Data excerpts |
+ + + + +
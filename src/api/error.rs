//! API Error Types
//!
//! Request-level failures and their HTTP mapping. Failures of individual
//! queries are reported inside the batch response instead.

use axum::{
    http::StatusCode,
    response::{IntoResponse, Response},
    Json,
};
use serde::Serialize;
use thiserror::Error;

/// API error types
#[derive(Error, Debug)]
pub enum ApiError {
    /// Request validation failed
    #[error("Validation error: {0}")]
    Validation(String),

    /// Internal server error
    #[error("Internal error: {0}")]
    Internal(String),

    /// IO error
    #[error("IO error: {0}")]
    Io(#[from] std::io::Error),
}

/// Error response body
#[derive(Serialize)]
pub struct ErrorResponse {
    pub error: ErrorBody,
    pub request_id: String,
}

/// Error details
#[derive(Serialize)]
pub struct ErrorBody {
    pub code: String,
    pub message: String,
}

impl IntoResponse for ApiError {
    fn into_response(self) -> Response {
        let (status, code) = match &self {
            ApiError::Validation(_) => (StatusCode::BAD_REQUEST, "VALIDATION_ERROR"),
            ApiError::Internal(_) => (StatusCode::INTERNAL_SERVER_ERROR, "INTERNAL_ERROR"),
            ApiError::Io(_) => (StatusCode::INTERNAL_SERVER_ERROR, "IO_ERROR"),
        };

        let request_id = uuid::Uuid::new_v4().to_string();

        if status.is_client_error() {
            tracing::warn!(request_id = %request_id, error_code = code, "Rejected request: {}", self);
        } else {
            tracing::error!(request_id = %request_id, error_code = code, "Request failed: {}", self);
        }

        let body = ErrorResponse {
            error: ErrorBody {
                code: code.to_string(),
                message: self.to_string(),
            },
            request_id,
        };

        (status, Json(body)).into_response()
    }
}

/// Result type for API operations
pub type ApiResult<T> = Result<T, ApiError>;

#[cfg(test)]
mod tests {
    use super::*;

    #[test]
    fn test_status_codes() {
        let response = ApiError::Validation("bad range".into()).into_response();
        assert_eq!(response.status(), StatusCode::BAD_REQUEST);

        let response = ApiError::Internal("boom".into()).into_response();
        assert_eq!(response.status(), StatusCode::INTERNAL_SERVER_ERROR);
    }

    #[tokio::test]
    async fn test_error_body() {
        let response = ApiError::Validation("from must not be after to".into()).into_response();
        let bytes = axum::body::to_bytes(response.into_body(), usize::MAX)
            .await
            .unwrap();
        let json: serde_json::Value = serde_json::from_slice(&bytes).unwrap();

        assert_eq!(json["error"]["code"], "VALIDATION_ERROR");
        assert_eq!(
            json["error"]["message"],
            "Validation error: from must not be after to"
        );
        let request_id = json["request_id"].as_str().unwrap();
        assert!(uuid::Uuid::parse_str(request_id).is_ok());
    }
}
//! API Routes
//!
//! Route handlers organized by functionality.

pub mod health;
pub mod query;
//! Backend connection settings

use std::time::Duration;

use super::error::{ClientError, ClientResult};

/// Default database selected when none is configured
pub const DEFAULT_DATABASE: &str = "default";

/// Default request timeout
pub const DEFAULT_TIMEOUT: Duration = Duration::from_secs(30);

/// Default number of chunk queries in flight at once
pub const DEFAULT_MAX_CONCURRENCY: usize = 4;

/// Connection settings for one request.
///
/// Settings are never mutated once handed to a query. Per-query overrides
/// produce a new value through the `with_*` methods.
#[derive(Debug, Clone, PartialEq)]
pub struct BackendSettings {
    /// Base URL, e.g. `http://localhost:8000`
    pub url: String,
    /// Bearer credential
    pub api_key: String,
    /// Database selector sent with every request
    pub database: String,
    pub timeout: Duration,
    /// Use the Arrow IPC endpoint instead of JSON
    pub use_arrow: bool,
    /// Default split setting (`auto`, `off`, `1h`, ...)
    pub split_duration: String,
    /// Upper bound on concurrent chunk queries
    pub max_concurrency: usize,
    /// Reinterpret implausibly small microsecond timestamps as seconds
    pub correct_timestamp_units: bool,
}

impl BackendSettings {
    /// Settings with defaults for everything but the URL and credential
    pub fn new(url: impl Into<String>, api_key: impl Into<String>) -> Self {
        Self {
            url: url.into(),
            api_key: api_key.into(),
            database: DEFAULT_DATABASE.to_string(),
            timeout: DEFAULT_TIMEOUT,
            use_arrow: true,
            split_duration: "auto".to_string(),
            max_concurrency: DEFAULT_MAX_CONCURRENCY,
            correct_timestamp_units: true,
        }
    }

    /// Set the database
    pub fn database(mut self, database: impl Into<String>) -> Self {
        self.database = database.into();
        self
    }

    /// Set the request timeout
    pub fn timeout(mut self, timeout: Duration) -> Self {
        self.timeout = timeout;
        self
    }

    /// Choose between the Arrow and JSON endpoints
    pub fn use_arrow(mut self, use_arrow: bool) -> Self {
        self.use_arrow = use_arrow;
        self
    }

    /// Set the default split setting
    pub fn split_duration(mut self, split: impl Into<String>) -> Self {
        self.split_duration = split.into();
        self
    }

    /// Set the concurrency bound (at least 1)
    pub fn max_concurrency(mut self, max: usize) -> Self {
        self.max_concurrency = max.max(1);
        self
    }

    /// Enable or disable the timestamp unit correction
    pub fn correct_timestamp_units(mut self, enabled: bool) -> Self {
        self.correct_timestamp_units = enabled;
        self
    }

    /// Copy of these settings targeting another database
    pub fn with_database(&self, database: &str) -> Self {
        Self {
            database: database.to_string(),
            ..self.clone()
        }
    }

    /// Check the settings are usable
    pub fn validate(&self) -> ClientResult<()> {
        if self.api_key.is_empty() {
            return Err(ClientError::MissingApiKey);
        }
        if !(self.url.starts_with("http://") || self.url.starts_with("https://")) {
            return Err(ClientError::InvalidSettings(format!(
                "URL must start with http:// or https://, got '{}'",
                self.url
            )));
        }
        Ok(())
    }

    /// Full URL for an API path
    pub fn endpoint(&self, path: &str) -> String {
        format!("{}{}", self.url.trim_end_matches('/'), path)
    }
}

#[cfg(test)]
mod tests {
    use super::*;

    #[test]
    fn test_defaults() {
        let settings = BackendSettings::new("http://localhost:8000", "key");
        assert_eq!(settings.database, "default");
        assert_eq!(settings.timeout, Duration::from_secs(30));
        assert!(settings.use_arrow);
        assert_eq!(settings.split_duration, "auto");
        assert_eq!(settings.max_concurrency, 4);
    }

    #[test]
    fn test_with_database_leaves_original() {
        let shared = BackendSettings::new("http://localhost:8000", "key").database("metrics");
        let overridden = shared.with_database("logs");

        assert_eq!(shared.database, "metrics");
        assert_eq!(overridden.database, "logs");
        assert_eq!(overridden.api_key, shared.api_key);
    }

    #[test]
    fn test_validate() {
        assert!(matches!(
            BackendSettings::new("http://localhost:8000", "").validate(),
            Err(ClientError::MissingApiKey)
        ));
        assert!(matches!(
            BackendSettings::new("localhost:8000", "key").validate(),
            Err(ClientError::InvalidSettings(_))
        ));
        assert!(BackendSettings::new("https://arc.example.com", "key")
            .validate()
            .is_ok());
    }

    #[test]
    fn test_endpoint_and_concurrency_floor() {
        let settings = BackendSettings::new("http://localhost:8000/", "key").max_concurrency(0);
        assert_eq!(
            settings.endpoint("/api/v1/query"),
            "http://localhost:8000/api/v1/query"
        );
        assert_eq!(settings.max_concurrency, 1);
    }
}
+ + + + +
Task details |
Every line of the data must appear again in the answer, exactly as written.

Your solution |
filename src/api/error.rs
//! API Error Types
//!
//! Request-level failures and their HTTP mapping. Failures of individual
//! queries are reported inside the batch response instead.

use axum::{
    http::StatusCode,
    response::{IntoResponse, Response},
    Json,
};
use serde::Serialize;
use thiserror::Error;

/// API error types
#[derive(Error, Debug)]
pub enum ApiError {
    /// Request validation failed
    #[error("Validation error: {0}")]
    Validation(String),

    /// Internal server error
    #[error("Internal error: {0}")]
    Internal(String),

    /// IO error
    #[error("IO error: {0}")]
    Io(#[from] std::io::Error),
}

/// Error response body
#[derive(Serialize)]
pub struct ErrorResponse {
    pub error: ErrorBody,
    pub request_id: String,
}

/// Error details
#[derive(Serialize)]
pub struct ErrorBody {
    pub code: String,
    pub message: String,
}

impl IntoResponse for ApiError {
    fn into_response(self) -> Response {
        let (status, code) = match &self {
            ApiError::Validation(_) => (StatusCode::BAD_REQUEST, "VALIDATION_ERROR"),
            ApiError::Internal(_) => (StatusCode::INTERNAL_SERVER_ERROR, "INTERNAL_ERROR"),
            ApiError::Io(_) => (StatusCode::INTERNAL_SERVER_ERROR, "IO_ERROR"),
        };

        let request_id = uuid::Uuid::new_v4().to_string();

        if status.is_client_error() {
            tracing::warn!(request_id = %request_id, error_code = code, "Rejected request: {}", self);
        } else {
            tracing::error!(request_id = %request_id, error_code = code, "Request failed: {}", self);
        }

        let body = ErrorResponse {
            error: ErrorBody {
                code: code.to_string(),
                message: self.to_string(),
            },
            request_id,
        };

        (status, Json(body)).into_response()
    }
}

/// Result type for API operations
pub type ApiResult<T> = Result<T, ApiError>;

#[cfg(test)]
mod tests {
    use super::*;

    #[test]
    fn test_status_codes() {
        let response = ApiError::Validation("bad range".into()).into_response();
        assert_eq!(response.status(), StatusCode::BAD_REQUEST);

        let response = ApiError::Internal("boom".into()).into_response();
        assert_eq!(response.status(), StatusCode::INTERNAL_SERVER_ERROR);
    }

    #[tokio::test]
    async fn test_error_body() {
        let response = ApiError::Validation("from must not be after to".into()).into_response();
        let bytes = axum::body::to_bytes(response.into_body(), usize::MAX)
            .await
            .unwrap();
        let json: serde_json::Value = serde_json::from_slice(&bytes).unwrap();

        assert_eq!(json["error"]["code"], "VALIDATION_ERROR");
        assert_eq!(
            json["error"]["message"],
            "Validation error: from must not be after to"
        );
        let request_id = json["request_id"].as_str().unwrap();
        assert!(uuid::Uuid::parse_str(request_id).is_ok());
    }
}
//! API Routes
//!
//! Route handlers organized by functionality.

pub mod health;
pub mod query;
//! Backend connection settings

use std::time::Duration;

use super::error::{ClientError, ClientResult};

/// Default database selected when none is configured
pub const DEFAULT_DATABASE: &str = "default";

/// Default request timeout
pub const DEFAULT_TIMEOUT: Duration = Duration::from_secs(30);

/// Default number of chunk queries in flight at once
pub const DEFAULT_MAX_CONCURRENCY: usize = 4;

/// Connection settings for one request.
///
/// Settings are never mutated once handed to a query. Per-query overrides
/// produce a new value through the `with_*` methods.
#[derive(Debug, Clone, PartialEq)]
pub struct BackendSettings {
    /// Base URL, e.g. `http://localhost:8000`
    pub url: String,
    /// Bearer credential
    pub api_key: String,
    /// Database selector sent with every request
    pub database: String,
    pub timeout: Duration,
    /// Use the Arrow IPC endpoint instead of JSON
    pub use_arrow: bool,
    /// Default split setting (`auto`, `off`, `1h`, ...)
    pub split_duration: String,
    /// Upper bound on concurrent chunk queries
    pub max_concurrency: usize,
    /// Reinterpret implausibly small microsecond timestamps as seconds
    pub correct_timestamp_units: bool,
}

impl BackendSettings {
    /// Settings with defaults for everything but the URL and credential
    pub fn new(url: impl Into<String>, api_key: impl Into<String>) -> Self {
        Self {
            url: url.into(),
            api_key: api_key.into(),
            database: DEFAULT_DATABASE.to_string(),
            timeout: DEFAULT_TIMEOUT,
            use_arrow: true,
            split_duration: "auto".to_string(),
            max_concurrency: DEFAULT_MAX_CONCURRENCY,
            correct_timestamp_units: true,
        }
    }

    /// Set the database
    pub fn database(mut self, database: impl Into<String>) -> Self {
        self.database = database.into();
        self
    }

    /// Set the request timeout
    pub fn timeout(mut self, timeout: Duration) -> Self {
        self.timeout = timeout;
        self
    }

    /// Choose between the Arrow and JSON endpoints
    pub fn use_arrow(mut self, use_arrow: bool) -> Self {
        self.use_arrow = use_arrow;
        self
    }

    /// Set the default split setting
    pub fn split_duration(mut self, split: impl Into<String>) -> Self {
        self.split_duration = split.into();
        self
    }

    /// Set the concurrency bound (at least 1)
    pub fn max_concurrency(mut self, max: usize) -> Self {
        self.max_concurrency = max.max(1);
        self
    }

    /// Enable or disable the timestamp unit correction
    pub fn correct_timestamp_units(mut self, enabled: bool) -> Self {
        self.correct_timestamp_units = enabled;
        self
    }

    /// Copy of these settings targeting another database
    pub fn with_database(&self, database: &str) -> Self {
        Self {
            database: database.to_string(),
            ..self.clone()
        }
    }

    /// Check the settings are usable
    pub fn validate(&self) -> ClientResult<()> {
        if self.api_key.is_empty() {
            return Err(ClientError::MissingApiKey);
        }
        if !(self.url.starts_with("http://") || self.url.starts_with("https://")) {
            return Err(ClientError::InvalidSettings(format!(
                "URL must start with http:// or https://, got '{}'",
                self.url
            )));
        }
        Ok(())
    }

    /// Full URL for an API path
    pub fn endpoint(&self, path: &str) -> String {
        format!("{}{}", self.url.trim_end_matches('/'), path)
    }
}

#[cfg(test)]
mod tests {
    use super::*;

    #[test]
    fn test_defaults() {
        let settings = BackendSettings::new("http://localhost:8000", "key");
        assert_eq!(settings.database, "default");
        assert_eq!(settings.timeout, Duration::from_secs(30));
        assert!(settings.use_arrow);
        assert_eq!(settings.split_duration, "auto");
        assert_eq!(settings.max_concurrency, 4);
    }

    #[test]
    fn test_with_database_leaves_original() {
        let shared = BackendSettings::new("http://localhost:8000", "key").database("metrics");
        let overridden = shared.with_database("logs");

        assert_eq!(shared.database, "metrics");
        assert_eq!(overridden.database, "logs");
        assert_eq!(overridden.api_key, shared.api_key);
    }

    #[test]
    fn test_validate() {
        assert!(matches!(
            BackendSettings::new("http://localhost:8000", "").validate(),
            Err(ClientError::MissingApiKey)
        ));
        assert!(matches!(
            BackendSettings::new("localhost:8000", "key").validate(),
            Err(ClientError::InvalidSettings(_))
        ));
        assert!(BackendSettings::new("https://arc.example.com", "key")
            .validate()
            .is_ok());
    }

    #[test]
    fn test_endpoint_and_concurrency_floor() {
        let settings = BackendSettings::new("http://localhost:8000/", "key").max_concurrency(0);
        assert_eq!(
            settings.endpoint("/api/v1/query"),
            "http://localhost:8000/api/v1/query"
        );
        assert_eq!(settings.max_concurrency, 1);
    }
}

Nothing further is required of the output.